Skillv1.0.1

ClawScan security

test转储 · ClawHub's context-aware review of the artifact, metadata, and declared behavior.

Scanner verdict

SuspiciousMar 10, 2026, 5:42 AM

Verdict: suspicious
Confidence: medium
Model: gpt-5-mini
Summary: The skill's instructions describe an RPA task that accesses internal web pages and runs a local script, but the package lacks the referenced code/files and declares no credentials — the pieces don't add up.
Guidance: This skill is incomplete and inconsistent: the documentation tells you to run a local script and install Playwright, but the package contains no scripts to run.
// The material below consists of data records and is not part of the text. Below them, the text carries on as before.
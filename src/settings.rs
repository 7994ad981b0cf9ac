//! 转换配置文件
//!
//! 配置以 JSON 保存；缺失的文件等价于默认配置，缺失的字段取默认值。

use std::fs;
use std::path::Path;

use crate::converter::ConverterConfig;
use crate::error::AppError;

/// 读取并校验配置。文件不存在时返回默认配置。
pub fn load_config(path: &Path) -> Result<ConverterConfig, AppError> {
    if !path.exists() {
        log::debug!("⚙️ 配置文件不存在，使用默认配置: {}", path.display());
        return Ok(ConverterConfig::default());
    }

    let content = fs::read_to_string(path)?;
    let config = serde_json::from_str::<ConverterConfig>(&content)
        .map_err(|e| AppError::Settings(format!("解析配置文件失败: {}", e)))?;
    config.validate()?;

    log::info!("⚙️ 已加载配置: {}", path.display());
    Ok(config)
}

pub fn save_config(path: &Path, config: &ConverterConfig) -> Result<(), AppError> {
    config.validate()?;

    if let Some(parent) = path.parent().filter(|p| !p.as_os_str().is_empty()) {
        fs::create_dir_all(parent)?;
    }

    let content = serde_json::to_string_pretty(config)
        .map_err(|e| AppError::Settings(format!("序列化配置失败: {}", e)))?;

    fs::write(path, content)?;
    Ok(())
}
//! Platform-agnostic audio resource seam
//!
//! The controller never touches audio hardware or the network. It asks an
//! [`AudioBackend`] for a resource bound to a clip URL, tells it to start, and
//! later releases it. Readiness, completion and failure come back as
//! [`ResourceEvent`]s tagged with the resource's id, which the owner of the
//! controller feeds into
//! [`PlaybackController::handle_event`](crate::PlaybackController::handle_event).

use serde::{Deserialize, Serialize};
use std::fmt;
use url::Url;

use crate::error::Result;

/// Identity of one audio resource
///
/// Ids are allocated by the controller and never reused, so an event from a
/// superseded resource can always be told apart from one from the current
/// resource.
#[derive(Debug, Clone, Copy, PartialEq, Eq, Hash, PartialOrd, Ord, Serialize, Deserialize)]
#[serde(transparent)]
pub struct ResourceId(u64);

impl ResourceId {
    /// Wrap a raw id
    pub fn new(id: u64) -> Self {
        Self(id)
    }

    /// Raw id
    pub fn get(&self) -> u64 {
        self.0
    }
}

impl fmt::Display for ResourceId {
    fn fmt(&self, f: &mut fmt::Formatter<'_>) -> fmt::Result {
        write!(f, "#{}", self.0)
    }
}

/// Something that happened to a resource
#[derive(Debug, Clone, PartialEq, Eq, Serialize, Deserialize)]
pub enum ResourceEventKind {
    /// Enough data is available and the clip is audible
    Ready,

    /// The clip played to its end
    Ended,

    /// The clip could not be fetched, decoded or played
    Failed(String),
}

/// Event reported by a resource
#[derive(Debug, Clone, PartialEq, Eq, Serialize, Deserialize)]
pub struct ResourceEvent {
    /// Resource that reported the event
    pub resource: ResourceId,

    /// What happened
    pub kind: ResourceEventKind,
}

impl ResourceEvent {
    /// Clip is ready and audible
    pub fn ready(resource: ResourceId) -> Self {
        Self {
            resource,
            kind: ResourceEventKind::Ready,
        }
    }

    /// Clip finished
    pub fn ended(resource: ResourceId) -> Self {
        Self {
            resource,
            kind: ResourceEventKind::Ended,
        }
    }

    /// Clip failed
    pub fn failed(resource: ResourceId, message: impl Into<String>) -> Self {
        Self {
            resource,
            kind: ResourceEventKind::Failed(message.into()),
        }
    }
}

/// One playable clip, exclusively owned by the controller
pub trait AudioResource {
    /// Id this resource was opened with
    fn id(&self) -> ResourceId;

    /// Request playback
    ///
    /// Returns once playback has been requested, not once it is audible.
    ///
    /// # Errors
    /// Returns an error if playback cannot even be requested. The controller
    /// treats this like a `Failed` event.
    fn start(&mut self) -> Result<()>;

    /// Stop playback and stop reporting events
    ///
    /// Must be idempotent. After release the resource may still emit an event
    /// already in flight; the controller ignores it.
    fn release(&mut self);
}

/// Factory for audio resources
pub trait AudioBackend {
    /// Resource type produced by this backend
    type Resource: AudioResource;

    /// Create a resource bound to `url`, without starting it
    ///
    /// # Errors
    /// Returns an error if the resource cannot be created at all. The
    /// controller treats this like a `Failed` event.
    fn open(&mut self, id: ResourceId, url: &Url) -> Result<Self::Resource>;
}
Before installing or running anything, ask the publisher for the missing code (main.py and the scripts directory) and for a clear explanation of how authentication to the PCS/EBP sites is handled. Treat the internal URLs carefully — running the automation will access your internal network and download a browser binary. If you decide to proceed, review the code first, run it in an isolated/test environment, and avoid providing broad credentials until you confirm where and how they are used. If the publisher cannot provide the implementation and safe usage details, do not install or run the steps from this SKILL.md.

Review Dimensions

Purpose & Capability: concernThe declared purpose is an RPA data transfer from a PCS page into an EBP system, which reasonably requires a script and browser automation. However the SKILL.md references a local script path (~/.openclaw/skills/pcs-epbp/scripts/main.py) and a different internal service name (pcs-epbp) while the registry slug is test-test1/test-test01. The skill bundle contains no code files, so the manifest does not actually provide the implementation the description requires.
Instruction Scope: concernInstructions direct Playwright to open internal HTTP endpoints (masked as http://xxx:5173) and perform export/upload actions. They also prescribe installing packages and running a local Python script. The SKILL.md does not specify how authentication to EBP is handled (no credentials declared) and instructs accessing network resources and local filesystem paths — potentially exposing internal data — yet no implementation or safeguards are provided.
Install Mechanism: noteThere is no formal install spec in the registry (instruction-only). The README suggests running 'pip install playwright' and 'playwright install chromium', which will download a browser binary. That behavior is expected for Playwright-based RPA but can download substantial binaries at runtime. Because no code is included, there is no packaged source to audit before following these install steps.
Credentials: concernThe skill declares no required environment variables or credentials, yet it clearly needs network access to internal services and likely needs authentication to the EBP system. The absence of declared credentials or guidance for secure handling (e.g., where to store credentials, how to authenticate) is inconsistent with the described workflow.
Persistence & Privilege: okThe skill does not request persistent or always-on privileges (always: false) and does not request modifying other skills or system-wide settings. Autonomous invocation is allowed by default but is not combined here with other high-risk privileges.